Almost immediately upon airing, Identity, Pt. 2 was recognized as an important moment in television history: After the crew separate to rescue the Orville and warn the Union, all paths converge to a final, eight-minute long battle that was "the largest and most complex space battle visuals ever depicted on television."[4] The visual effects team was later nominated for an Emmy Award for their work on the episode.[5]

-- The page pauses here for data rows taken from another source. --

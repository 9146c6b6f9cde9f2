// Copyright (C) 2025 MINT CRM contributors
// SPDX-License-Identifier: AGPL-3.0-or-later
//! Uploaded files and the folders they live in.

use chrono::{DateTime, Utc};
use serde::{Deserialize, Serialize};

#[derive(Debug, Clone, Serialize, sqlx::FromRow)]
pub struct Folder {
    pub id: i64,
    pub name: String,
    pub parent_id: Option<i64>,
    pub created_by_id: i64,
    pub created_at: DateTime<Utc>,
    pub updated_at: DateTime<Utc>,
}

#[derive(Debug, Clone, Default, Deserialize)]
pub struct FolderInput {
    pub name: Option<String>,
    pub parent_id: Option<i64>,
}

#[derive(Debug, Clone, Default, Deserialize)]
pub struct FolderFilter {
    pub parent: Option<i64>,
    pub created_by: Option<i64>,
    pub search: Option<String>,
}

#[derive(Debug, Clone, Serialize, sqlx::FromRow)]
pub struct Document {
    pub id: i64,
    pub title: String,
    pub description: String,
    /// Path relative to the media directory.
    pub file_path: String,
    pub file_type: String,
    pub file_size: i64,
    pub uploaded_by_id: i64,
    pub folder_id: Option<i64>,
    pub is_active: bool,
    pub created_at: DateTime<Utc>,
    pub updated_at: DateTime<Utc>,
}

#[derive(Debug, Clone, Default)]
pub struct NewDocument {
    pub title: String,
    pub description: String,
    pub file_path: String,
    pub file_type: String,
    pub file_size: i64,
    pub uploaded_by_id: i64,
    pub folder_id: Option<i64>,
}

#[derive(Debug, Clone, Default, Deserialize)]
pub struct DocumentPatch {
    pub title: Option<String>,
    pub description: Option<String>,
    pub folder_id: Option<i64>,
    pub is_active: Option<bool>,
}

#[derive(Debug, Clone, Default, Deserialize)]
pub struct DocumentFilter {
    pub folder: Option<i64>,
    pub uploaded_by: Option<i64>,
    pub file_type: Option<String>,
    pub search: Option<String>,
}

/// Lower-cased extension of a file name, without the dot.
pub fn file_type_of(file_name: &str) -> String {
    std::path::Path::new(file_name)
        .extension()
        .and_then(|ext| ext.to_str())
        .map(|ext| ext.to_ascii_lowercase())
        .unwrap_or_default()
}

Identity, Pt. 2 is cherished by audiences and critics alike for transforming the seemingly docile, if cold, Kaylon into a terrifying enemy. The episode holds a rating of 9.3 on IMDB.[6] Roughly 3.151 million Americans watched the episode live, the third-highest figure for Season 2 until that point.[7]

Trailer Edit

20th Century Fox aired a 20-second trailer for Identity, Pt. 2 at the conclusion of Identity, Pt. 1.

The Orville 'Identity Pt

The Orville 'Identity Pt. 2'


Act 1Edit

The Kaylon invasion fleet races to Earth, spearheaded by the captured USS Orville, while the Orville's crew are held captive in their own shuttle bay. Second Officer Bortus and Chief Engineer John LaMarr wonder why the Kaylon keep them alive, but Captain Ed Mercer sees that the Kaylon need them for some ulterior purpose. Helmsman Gordon Malloy fruitlessly attempts to reason with a Kaylon guard.

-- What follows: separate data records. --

// Copyright (C) 2025 MINT CRM contributors
// SPDX-License-Identifier: AGPL-3.0-or-later
//! Tasks.

use chrono::{DateTime, Utc};
use sqlx::PgPool;
use sqlx::types::Json;

use super::{PageRequest, order_by, priority_rank, search_pattern};
use crate::models::{Task, TaskFilter, TaskInput};

const TASK_ORDERING: &[(&str, &str)] = &[
    ("created_at", "created_at"),
    ("due_date", "due_date"),
    ("priority", priority_rank!("priority")),
];

const DEFAULT_TASK_ORDER: &str = concat!(priority_rank!("priority"), " DESC, created_at DESC");

// $6 restricts to overdue tasks as of that instant.
const TASK_FILTER_SQL: &str = r#"
    ($1::TEXT IS NULL OR status = $1)
    AND ($2::TEXT IS NULL OR priority = $2)
    AND ($3::BIGINT IS NULL OR assigned_to_id = $3)
    AND ($4::BIGINT IS NULL OR case_id = $4)
    AND ($5::TEXT IS NULL OR (title ILIKE $5 OR description ILIKE $5))
    AND ($6::TIMESTAMPTZ IS NULL OR (
        due_date < $6 AND status NOT IN ('completed', 'cancelled')
    ))
"#;

pub async fn create_task(
    pool: &PgPool,
    input: &TaskInput,
    created_by_id: i64,
) -> Result<Task, sqlx::Error> {
    sqlx::query_as::<_, Task>(
        r#"
        INSERT INTO tasks (
            title, description, priority, status, assigned_to_id, created_by_id,
            case_id, due_date, completed_at, tags, notes
        ) VALUES (
            $1, COALESCE($2, ''), COALESCE($3, 'medium'), COALESCE($4, 'pending'), $5, $6,
            $7, $8, CASE WHEN $4 = 'completed' THEN NOW() END,
            COALESCE($9, '[]'::jsonb), COALESCE($10, '')
        )
        RETURNING *
        "#,
    )
    .bind(input.title.as_deref().unwrap_or_default())
    .bind(&input.description)
    .bind(input.priority.map(|p| p.as_str()))
    .bind(input.status.map(|s| s.as_str()))
    .bind(input.assigned_to_id.flatten())
    .bind(created_by_id)
    .bind(input.case_id.flatten())
    .bind(input.due_date.flatten())
    .bind(input.tags.as_ref().map(Json))
    .bind(&input.notes)
    .fetch_one(pool)
    .await
}

pub async fn get_task(pool: &PgPool, id: i64) -> Result<Option<Task>, sqlx::Error> {
    sqlx::query_as::<_, Task>("SELECT * FROM tasks WHERE id = $1")
        .bind(id)
        .fetch_optional(pool)
        .await
}

/// Partial update. `completed_at` follows the status: stamped on the move to
/// `completed`, cleared on any other status.
pub async fn update_task(
    pool: &PgPool,
    id: i64,
    input: &TaskInput,
) -> Result<Option<Task>, sqlx::Error> {
    sqlx::query_as::<_, Task>(
        r#"
        UPDATE tasks SET
            title = COALESCE($2, title),
            description = COALESCE($3, description),
            priority = COALESCE($4, priority),
            status = COALESCE($5, status),
            assigned_to_id = CASE WHEN $11 THEN $6 ELSE assigned_to_id END,
            case_id = CASE WHEN $12 THEN $7 ELSE case_id END,
            due_date = CASE WHEN $13 THEN $8 ELSE due_date END,
            tags = COALESCE($9, tags),
            notes = COALESCE($10, notes),
            completed_at = CASE
                WHEN $5 IS NULL THEN completed_at
                WHEN $5 = 'completed' THEN COALESCE(completed_at, NOW())
                ELSE NULL
            END,
            updated_at = NOW()
        WHERE id = $1
        RETURNING *
        "#,
    )
    .bind(id)
    .bind(&input.title)
    .bind(&input.description)
    .bind(input.priority.map(|p| p.as_str()))
    .bind(input.status.map(|s| s.as_str()))
    .bind(input.assigned_to_id.flatten())
    .bind(input.case_id.flatten())
    .bind(input.due_date.flatten())
    .bind(input.tags.as_ref().map(Json))
    .bind(&input.notes)
    .bind(input.assigned_to_id.is_some())
    .bind(input.case_id.is_some())
    .bind(input.due_date.is_some())
    .fetch_optional(pool)
    .await
}

pub async fn delete_task(pool: &PgPool, id: i64) -> Result<bool, sqlx::Error> {
    let result = sqlx::query("DELETE FROM tasks WHERE id = $1")
        .bind(id)
        .execute(pool)
        .await?;
    Ok(result.rows_affected() > 0)
}

/// Tasks matching `filter`; with `overdue_at` only those overdue at that time.
pub async fn list_tasks(
    pool: &PgPool,
    filter: &TaskFilter,
    overdue_at: Option<DateTime<Utc>>,
    page: PageRequest,
) -> Result<Vec<Task>, sqlx::Error> {
    let order = order_by(filter.ordering.as_deref(), TASK_ORDERING, DEFAULT_TASK_ORDER);
    let query = format!(
        "SELECT * FROM tasks WHERE {TASK_FILTER_SQL} ORDER BY {order}, id DESC LIMIT $7 OFFSET $8"
    );
    sqlx::query_as::<_, Task>(&query)
        .bind(filter.status.map(|s| s.as_str()))
        .bind(filter.priority.map(|p| p.as_str()))
        .bind(filter.assigned_to)
        .bind(filter.case)
        .bind(search_pattern(filter.search.as_deref()))
        .bind(overdue_at)
        .bind(page.limit)
        .bind(page.offset)
        .fetch_all(pool)
        .await
}

pub async fn count_tasks(
    pool: &PgPool,
    filter: &TaskFilter,
    overdue_at: Option<DateTime<Utc>>,
) -> Result<i64, sqlx::Error> {
    let query = format!("SELECT COUNT(*) FROM tasks WHERE {TASK_FILTER_SQL}");
    let count: (i64,) = sqlx::query_as(&query)
        .bind(filter.status.map(|s| s.as_str()))
        .bind(filter.priority.map(|p| p.as_str()))
        .bind(filter.assigned_to)
        .bind(filter.case)
        .bind(search_pattern(filter.search.as_deref()))
        .bind(overdue_at)
        .fetch_one(pool)
        .await?;
    Ok(count.0)
}
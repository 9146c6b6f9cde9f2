// Copyright (C) 2025 MINT CRM contributors
// SPDX-License-Identifier: AGPL-3.0-or-later
//! Sending SMS and recording the outcome.
//!
//! Every send writes an [`Sms`] row and an [`SmsLog`](crate::models::SmsLog)
//! entry. Gateway failures are logged and recorded, never propagated to the
//! caller of the user-facing helpers.

use std::sync::Arc;

use chrono::Utc;
use serde::Serialize;
use serde_json::json;
use sqlx::PgPool;

use super::sms_gateway::{SmsError, SmsGateway};
use crate::db;
use crate::models::{Case, Contact, NewSms, Sms, SmsEvent, SmsStatus, SmsType, User};

/// Sender recorded on outbound messages when none is configured.
pub const DEFAULT_FROM_NUMBER: &str = "SYSTEM";

/// Rewrite a leading `251` country code to the local `0` prefix.
pub fn normalize_phone(phone: &str) -> String {
    let phone = phone.trim();
    match phone.strip_prefix("251") {
        Some(rest) => format!("0{rest}"),
        None => phone.to_string(),
    }
}

pub fn assignment_message(case: &Case) -> String {
    format!(
        "Case #{} has been assigned to you. Title: {}. Please check your MINTT CRM account. Thank you.",
        case.case_number, case.title
    )
}

pub fn response_message(case: &Case) -> String {
    format!(
        "Your case #{} has received a response. Please check your MINTT CRM account for details. Thank you.",
        case.case_number
    )
}

pub fn escalation_message(case: &Case) -> String {
    format!(
        "Case #{} has been escalated and requires your attention. Please check your MINTT CRM account. Thank you.",
        case.case_number
    )
}

pub fn resolution_message(case: &Case) -> String {
    format!(
        "Your case #{} has been resolved. Thank you for using MINTT CRM.",
        case.case_number
    )
}

/// Outcome for one recipient of a bulk send.
#[derive(Debug, Clone, Copy, PartialEq, Eq, Serialize)]
#[serde(rename_all = "snake_case")]
pub enum BulkStatus {
    Sent,
    Failed,
    NoPhone,
}

#[derive(Debug, Clone, Serialize)]
pub struct BulkSmsResult {
    pub user_id: i64,
    pub phone: Option<String>,
    pub status: BulkStatus,
    pub sms_id: Option<i64>,
}

#[derive(Clone)]
pub struct SmsService {
    pool: PgPool,
    gateway: Arc<dyn SmsGateway>,
    from_number: String,
}

impl SmsService {
    pub fn new(pool: PgPool, gateway: Arc<dyn SmsGateway>, from_number: impl Into<String>) -> Self {
        Self {
            pool,
            gateway,
            from_number: from_number.into(),
        }
    }

    /// Send to a user's phone number. Returns the recorded SMS id on success.
    ///
    /// Users without a phone are skipped. On failure a `failed` record is
    /// written only when the message concerns a case.
    pub async fn send_sms_to_user(
        &self,
        user: &User,
        message: &str,
        case_id: Option<i64>,
    ) -> Option<i64> {
        let Some(phone) = user.phone_number() else {
            tracing::warn!(user_id = user.id, "User has no phone number, SMS skipped");
            return None;
        };
        self.send_and_record(phone, message, case_id, Some(user.id), None)
            .await
    }

    /// Same as [`send_sms_to_user`](Self::send_sms_to_user) for a contact's
    /// mobile or phone.
    pub async fn send_sms_to_contact(
        &self,
        contact: &Contact,
        message: &str,
        case_id: Option<i64>,
    ) -> Option<i64> {
        let Some(phone) = contact.primary_phone() else {
            tracing::warn!(contact_id = contact.id, "Contact has no phone number, SMS skipped");
            return None;
        };
        self.send_and_record(phone, message, case_id, contact.user_id, Some(contact.id))
            .await
    }

    async fn send_and_record(
        &self,
        phone: &str,
        message: &str,
        case_id: Option<i64>,
        user_id: Option<i64>,
        contact_id: Option<i64>,
    ) -> Option<i64> {
        let phone = normalize_phone(phone);
        let mut record = NewSms {
            sms_type: SmsType::Outbound,
            message: message.to_string(),
            from_number: self.from_number.clone(),
            to_number: phone.clone(),
            case_id,
            user_id,
            contact_id,
            ..Default::default()
        };

        match self.gateway.send(&phone, message).await {
            Ok(result) => {
                record.status = SmsStatus::Sent;
                record.sent_at = Some(Utc::now());
                record.message_id = gateway_message_id(&result);
                let data = json!({ "result": result, "phone_number": phone });
                match self.record(&record, SmsEvent::Sent, data).await {
                    Ok(sms) => {
                        tracing::info!(sms_id = sms.id, phone = %phone, "SMS sent");
                        Some(sms.id)
                    }
                    Err(e) => {
                        tracing::error!(phone = %phone, error = %e, "SMS sent but not recorded");
                        None
                    }
                }
            }
            Err(e) => {
                tracing::error!(phone = %phone, error = %e, "Failed to send SMS");
                if case_id.is_some() {
                    record.status = SmsStatus::Failed;
                    record.error_message = e.to_string();
                    let data = json!({ "error": e.to_string(), "phone_number": phone });
                    if let Err(db_err) = self.record(&record, SmsEvent::Failed, data).await {
                        tracing::error!(error = %db_err, "Failed to record SMS failure");
                    }
                }
                None
            }
        }
    }

    async fn record(
        &self,
        record: &NewSms,
        event: SmsEvent,
        data: serde_json::Value,
    ) -> Result<Sms, sqlx::Error> {
        let sms = db::sms::create_sms(&self.pool, record).await?;
        db::sms::add_log(&self.pool, sms.id, event, &data).await?;
        Ok(sms)
    }

    /// Send an ad-hoc message on behalf of `sender_id`. The record is written
    /// first and then marked sent or failed, so it exists either way.
    pub async fn send_to_number(
        &self,
        sender_id: i64,
        to_number: &str,
        message: &str,
        case_id: Option<i64>,
        contact_id: Option<i64>,
    ) -> crate::Result<Sms> {
        let sms = db::sms::create_sms(
            &self.pool,
            &NewSms {
                sms_type: SmsType::Outbound,
                status: SmsStatus::Queued,
                message: message.to_string(),
                from_number: self.from_number.clone(),
                to_number: normalize_phone(to_number),
                case_id,
                user_id: Some(sender_id),
                contact_id,
                ..Default::default()
            },
        )
        .await?;
        self.deliver(sms).await
    }

    /// Retry a failed message in place.
    pub async fn resend(&self, sms: Sms) -> crate::Result<Sms> {
        if sms.status != SmsStatus::Failed {
            return Err(crate::Error::validation("Only failed SMS can be resent"));
        }
        self.deliver(sms).await
    }

    async fn deliver(&self, sms: Sms) -> crate::Result<Sms> {
        let outcome = self.gateway.send(&sms.to_number, &sms.message).await;
        let updated = match outcome {
            Ok(result) => {
                let message_id = gateway_message_id(&result);
                let updated = db::sms::mark_sent(&self.pool, sms.id, message_id.as_deref()).await?;
                db::sms::add_log(
                    &self.pool,
                    sms.id,
                    SmsEvent::Sent,
                    &json!({ "result": result, "phone_number": sms.to_number }),
                )
                .await?;
                updated
            }
            Err(e) => {
                tracing::warn!(sms_id = sms.id, error = %e, "SMS delivery failed");
                let updated = db::sms::mark_failed(&self.pool, sms.id, &e.to_string()).await?;
                db::sms::add_log(
                    &self.pool,
                    sms.id,
                    SmsEvent::Failed,
                    &json!({ "error": e.to_string(), "phone_number": sms.to_number }),
                )
                .await?;
                updated
            }
        };
        updated.ok_or(crate::Error::NotFound("SMS"))
    }

    /// Send one message to several users. Unknown ids are ignored.
    pub async fn send_bulk(
        &self,
        user_ids: &[i64],
        message: &str,
        case_id: Option<i64>,
    ) -> crate::Result<Vec<BulkSmsResult>> {
        let mut results = Vec::with_capacity(user_ids.len());
        for &user_id in user_ids {
            let Some(user) = db::users::get_user(&self.pool, user_id).await? else {
                continue;
            };
            let phone = user.phone_number().map(normalize_phone);
            let (status, sms_id) = if phone.is_none() {
                (BulkStatus::NoPhone, None)
            } else {
                match self.send_sms_to_user(&user, message, case_id).await {
                    Some(id) => (BulkStatus::Sent, Some(id)),
                    None => (BulkStatus::Failed, None),
                }
            };
            results.push(BulkSmsResult {
                user_id,
                phone,
                status,
                sms_id,
            });
        }
        Ok(results)
    }

    /// Send directly through the gateway without recording anything.
    pub async fn send_raw(
        &self,
        phone: &str,
        message: &str,
    ) -> Result<serde_json::Value, SmsError> {
        self.gateway.send(&normalize_phone(phone), message).await
    }
}

/// Message id from a gateway reply, when it carries one.
fn gateway_message_id(result: &serde_json::Value) -> Option<String> {
    ["message_id", "messageId", "id"]
        .iter()
        .find_map(|key| match result.get(key)? {
            serde_json::Value::String(s) => Some(s.clone()),
            serde_json::Value::Number(n) => Some(n.to_string()),
            _ => None,
        })
}

#[cfg(test)]
mod tests {
    use super::*;
    use crate::models::{CaseCategory, CaseSource, CaseStatus, Priority};
    use sqlx::types::Json;

    fn case() -> Case {
        Case {
            id: 7,
            case_number: "CASE-000042".into(),
            title: "Printer on fire".into(),
            description: String::new(),
            category: CaseCategory::Technical,
            priority: Priority::High,
            status: CaseStatus::Assigned,
            source: CaseSource::Phone,
            customer_id: 1,
            company_id: None,
            assigned_to_id: Some(2),
            created_by_id: 2,
            created_at: Utc::now(),
            updated_at: Utc::now(),
            resolved_at: None,
            due_date: None,
            sla_hours: 24,
            first_response_secs: None,
            resolution_secs: None,
            tags: Json(vec![]),
            email_thread_id: None,
            last_email_sent: None,
        }
    }

    #[test]
    fn test_normalize_phone() {
        assert_eq!(normalize_phone("251911223344"), "0911223344");
        assert_eq!(normalize_phone(" 0911223344 "), "0911223344");
        assert_eq!(normalize_phone("+251911223344"), "+251911223344");
        assert_eq!(normalize_phone("14155550100"), "14155550100");
    }

    #[test]
    fn test_message_texts() {
        let case = case();
        assert_eq!(
            assignment_message(&case),
            "Case #CASE-000042 has been assigned to you. Title: Printer on fire. Please check your MINTT CRM account. Thank you."
        );
        assert!(
            response_message(&case).starts_with("Your case #CASE-000042 has received a response.")
        );
        assert!(
            escalation_message(&case).contains("has been escalated and requires your attention")
        );
        assert_eq!(
            resolution_message(&case),
            "Your case #CASE-000042 has been resolved. Thank you for using MINTT CRM."
        );
    }

    #[test]
    fn test_gateway_message_id() {
        assert_eq!(
            gateway_message_id(&json!({"message_id": "abc"})).as_deref(),
            Some("abc")
        );
        assert_eq!(gateway_message_id(&json!({"id": 12})).as_deref(), Some("12"));
        assert_eq!(gateway_message_id(&json!({"status": "ok"})), None);
    }

    #[test]
    fn test_bulk_status_serializes_snake_case() {
        assert_eq!(serde_json::to_value(BulkStatus::NoPhone).unwrap(), json!("no_phone"));
    }
}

Ty Finn asks his mother Doctor Claire Finn if they can get Isaac's help, but he does not understand that Isaac is dangerous and attempts to rush past the guards to see him. One guard grabs Ty while a second shoots Chief of Security Talla Keyali, who was attempting to intervene. Ty is released and Keyali is left near death. Mercer convinces the guards to escort them to Sick Bay.

Act 2 Edit

The Kaylon armada speeds along. Claire successfully restores Keyali to health. Isaac enters to escort them to the Briefing Room. The officers lash out at Isaac for his betrayal but, under threat of death, they have no choice but obey.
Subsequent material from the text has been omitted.